Il «ministro della cultura» vaticano ieri ha presentato il programma di un importante convegno internazionale, «L’evoluzione biologica: fatti e teorie. Una valutazione critica 150 anni dopo l’Origine delle specie», che si svolgerà a Roma, per iniziativa della Pontificia Università Gregoriana e della Notre Dame University, sotto il patrocinio del Pontificio Consiglio della Cultura nell’ambito del progetto Stoq (Science, Theology and the Ontological Quest).
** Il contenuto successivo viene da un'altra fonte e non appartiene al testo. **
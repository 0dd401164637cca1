use std::collections::HashSet;
use std::sync::Arc;
use std::thread;

use anyhow::Result;
use rand::prelude::*;

use karstdb::index::hash::{ExtendibleHashTable, HashIndexError, KeyHasher, XxKeyHasher};

mod common;
use common::create_test_buffer_pool;

/// Hasher whose output is the key itself, so tests steer keys into
/// specific directory slots
struct IdentityHasher;

impl KeyHasher<u32> for IdentityHasher {
    fn hash_key(&self, key: &u32) -> u32 {
        *key
    }
}

#[test]
fn test_insert_and_get_roundtrip() -> Result<()> {
    let (buffer_pool, _temp_file) = create_test_buffer_pool(50)?;
    let table = ExtendibleHashTable::<u32, u32, _>::new(buffer_pool, XxKeyHasher)?;

    for i in 0..500u32 {
        assert!(table.insert(&i, &(i * 10))?);
    }

    for i in 0..500u32 {
        assert_eq!(table.get(&i)?, vec![i * 10]);
    }
    assert!(table.get(&10_000)?.is_empty());

    table.verify_integrity()?;
    Ok(())
}

#[test]
fn test_duplicate_values_under_one_key() -> Result<()> {
    let (buffer_pool, _temp_file) = create_test_buffer_pool(50)?;
    let table = ExtendibleHashTable::<u32, u32, _>::new(buffer_pool, XxKeyHasher)?;

    assert!(table.insert(&7, &1)?);
    assert!(table.insert(&7, &2)?);
    assert!(table.insert(&7, &3)?);

    let mut values = table.get(&7)?;
    values.sort_unstable();
    assert_eq!(values, vec![1, 2, 3]);
    Ok(())
}

#[test]
fn test_exact_duplicate_pair_rejected() -> Result<()> {
    let (buffer_pool, _temp_file) = create_test_buffer_pool(50)?;
    let table = ExtendibleHashTable::<u32, u32, _>::new(buffer_pool, XxKeyHasher)?;

    assert!(table.insert(&1, &100)?);
    assert!(!table.insert(&1, &100)?);

    // Remove succeeds exactly once
    assert!(table.remove(&1, &100)?);
    assert!(!table.remove(&1, &100)?);
    Ok(())
}

#[test]
fn test_split_doubles_directory_and_redistributes() -> Result<()> {
    let (buffer_pool, _temp_file) = create_test_buffer_pool(50)?;
    let table =
        ExtendibleHashTable::<u32, u32, _>::with_bucket_capacity(buffer_pool, IdentityHasher, 4)?;

    // Hashes {0, 4, 8, 12} collide on the low two bits, so the first two
    // splits keep everything in one bucket and depth keeps growing
    for key in [0u32, 4, 8, 12] {
        assert!(table.insert(&key, &key)?);
    }
    assert_eq!(table.global_depth()?, 0);

    // The fifth insert forces splits until bit 2 separates the keys
    assert!(table.insert(&16, &16)?);
    assert_eq!(table.global_depth()?, 3);
    table.verify_integrity()?;

    for key in [0u32, 4, 8, 12, 16] {
        assert_eq!(table.get(&key)?, vec![key]);
    }
    Ok(())
}

#[test]
fn test_merge_collapses_empty_bucket_and_halves_directory() -> Result<()> {
    let (buffer_pool, _temp_file) = create_test_buffer_pool(50)?;
    let table =
        ExtendibleHashTable::<u32, u32, _>::with_bucket_capacity(buffer_pool, IdentityHasher, 4)?;

    for key in [0u32, 4, 8, 12, 16] {
        assert!(table.insert(&key, &key)?);
    }
    assert_eq!(table.global_depth()?, 3);

    // Keys 4 and 12 share a depth-3 bucket; emptying it merges the bucket
    // into its buddy and lets the directory drop a bit
    assert!(table.remove(&4, &4)?);
    table.verify_integrity()?;
    assert!(table.remove(&12, &12)?);
    table.verify_integrity()?;
    assert_eq!(table.global_depth()?, 2);

    for key in [0u32, 8, 16] {
        assert_eq!(table.get(&key)?, vec![key]);
    }
    assert!(table.get(&4)?.is_empty());
    assert!(table.get(&12)?.is_empty());
    Ok(())
}

#[test]
fn test_buddy_with_different_depth_is_not_merged() -> Result<()> {
    let (buffer_pool, _temp_file) = create_test_buffer_pool(50)?;
    let table =
        ExtendibleHashTable::<u32, u32, _>::with_bucket_capacity(buffer_pool, IdentityHasher, 4)?;

    for key in [0u32, 4, 8, 12, 16] {
        assert!(table.insert(&key, &key)?);
    }
    assert_eq!(table.global_depth()?, 3);

    // Slot 0's bucket (depth 3) still holds {0, 8, 16}; removing from a
    // depth-1 region must not touch the directory shape
    let depth_before = table.global_depth()?;
    assert!(!table.remove(&1, &1)?);
    assert_eq!(table.global_depth()?, depth_before);
    table.verify_integrity()?;
    Ok(())
}

#[test]
fn test_random_workload_matches_reference_set() -> Result<()> {
    let (buffer_pool, _temp_file) = create_test_buffer_pool(100)?;
    let table =
        ExtendibleHashTable::<u32, u32, _>::with_bucket_capacity(buffer_pool, XxKeyHasher, 16)?;

    let mut rng = StdRng::seed_from_u64(42);
    let mut reference: HashSet<(u32, u32)> = HashSet::new();

    // Values per key stay well below the bucket capacity: entries sharing a
    // key share a hash, so no split could ever separate them
    for _ in 0..2_000 {
        let key = rng.gen_range(0..500u32);
        let value = rng.gen_range(0..6u32);

        if rng.gen_bool(0.6) {
            let inserted = table.insert(&key, &value)?;
            assert_eq!(inserted, reference.insert((key, value)));
        } else {
            let removed = table.remove(&key, &value)?;
            assert_eq!(removed, reference.remove(&(key, value)));
        }
    }

    table.verify_integrity()?;

    for key in 0..500u32 {
        let mut expected: Vec<u32> = reference
            .iter()
            .filter(|(k, _)| *k == key)
            .map(|(_, v)| *v)
            .collect();
        expected.sort_unstable();

        let mut actual = table.get(&key)?;
        actual.sort_unstable();
        assert_eq!(actual, expected, "mismatch for key {}", key);
    }
    Ok(())
}

#[test]
fn test_construction_fails_when_pool_exhausted() -> Result<()> {
    // One frame is not enough for a directory page plus a bucket page
    let (buffer_pool, _temp_file) = create_test_buffer_pool(1)?;
    let result = ExtendibleHashTable::<u32, u32, _>::new(buffer_pool, XxKeyHasher);
    assert!(matches!(result, Err(HashIndexError::OutOfMemory)));
    Ok(())
}

#[test]
fn test_concurrent_readers_and_writers() -> Result<()> {
    let (buffer_pool, _temp_file) = create_test_buffer_pool(100)?;
    let table = Arc::new(ExtendibleHashTable::<u32, u32, _>::with_bucket_capacity(
        buffer_pool,
        XxKeyHasher,
        8,
    )?);

    let writers: Vec<_> = (0..4u32)
        .map(|t| {
            let table = table.clone();
            thread::spawn(move || {
                for i in 0..100u32 {
                    let key = t * 1_000 + i;
                    table.insert(&key, &key).unwrap();
                    // Interleave reads with the ongoing inserts
                    assert_eq!(table.get(&key).unwrap(), vec![key]);
                }
            })
        })
        .collect();

    for writer in writers {
        writer.join().unwrap();
    }

    table.verify_integrity()?;
    for t in 0..4u32 {
        for i in 0..100u32 {
            let key = t * 1_000 + i;
            assert_eq!(table.get(&key)?, vec![key]);
        }
    }
    Ok(())
}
Ai giornalisti, Ravasi ha ricordato la prima significativa apertura all’ipotesi evoluzionista presente in un documento pontificio: l’enciclica Humani generis pubblicata da Pio XII nel ’50, nella quale si afferma che la Chiesa «non proibisce» che la dottrina dell’evoluzione «sia oggetto di ricerche e discussioni» da parte di coloro che ne sono competenti «in tutti i campi». Inoltre, è stato ricordato il discorso pronunciato da Giovanni Paolo II il 12 ottobre ’96 all’Accademia delle Scienze, nel quale l’evoluzione non è più considerata «una mera ipotesi», ma una «teoria che si è progressivamente imposta all’attenzione della ricerca».
«Sull’evoluzionismo ci impegneremo in maniera particolare» ha promesso Ravasi ricordando che il dialogo tra scienza e fede è «particolarmente sostenuto» anche da Benedetto XVI e deve essere ispirato a «tre virtù». La prima è «una ricerca seria, non approssimativa», volta a «superare luoghi comuni e stereotipi, arroganze, radicalismi e complessi di inferiorità», la seconda è «l’umiltà, che poi è la coscienza del limite», in virtù della quale «scienza e religione non sono in contrasto», la terza è «l’ottimismo nei confronti della scienza che può purificare la religione dalla superstizione», mentre «la religione può purificare la scienza dai suoi falsi assoluti», come affermato nella Fides et Ratio da Giovanni Paolo II.
La Santa Sede, dunque, vuole guardare avanti, ed è convinta di interpretare anche l’esigenza di un mondo scientifico che, «a parte alcune frange fortemente ideologizzate, che sbeffeggiano chi si ostina nella fede come fosse un relitto del paleolitico, sembra essere pronto ad accettare che non basta l’approccio empirico per dare conto della realtà». Dal convegno, al quale parteciperanno autorevoli scienziati credenti e non credenti, Ravasi si attende «fotografie della realtà da diversi punti di vista». E soprattutto la fine «dell’era degli anatemi e del sopracciglio alzato» da entrambe le parti, per far posto a un sereno confronto finalizzato a capire l’uomo e il mondo. Una linea che il «ministro della cultura» vaticano considera non nuova: «Lo stesso Galileo – ha affermato – non fu mai condannato davvero, il Pontefice non firmò mai il decreto perché il dibattito sulle sue teorie era vivo anche dentro la Chiesa».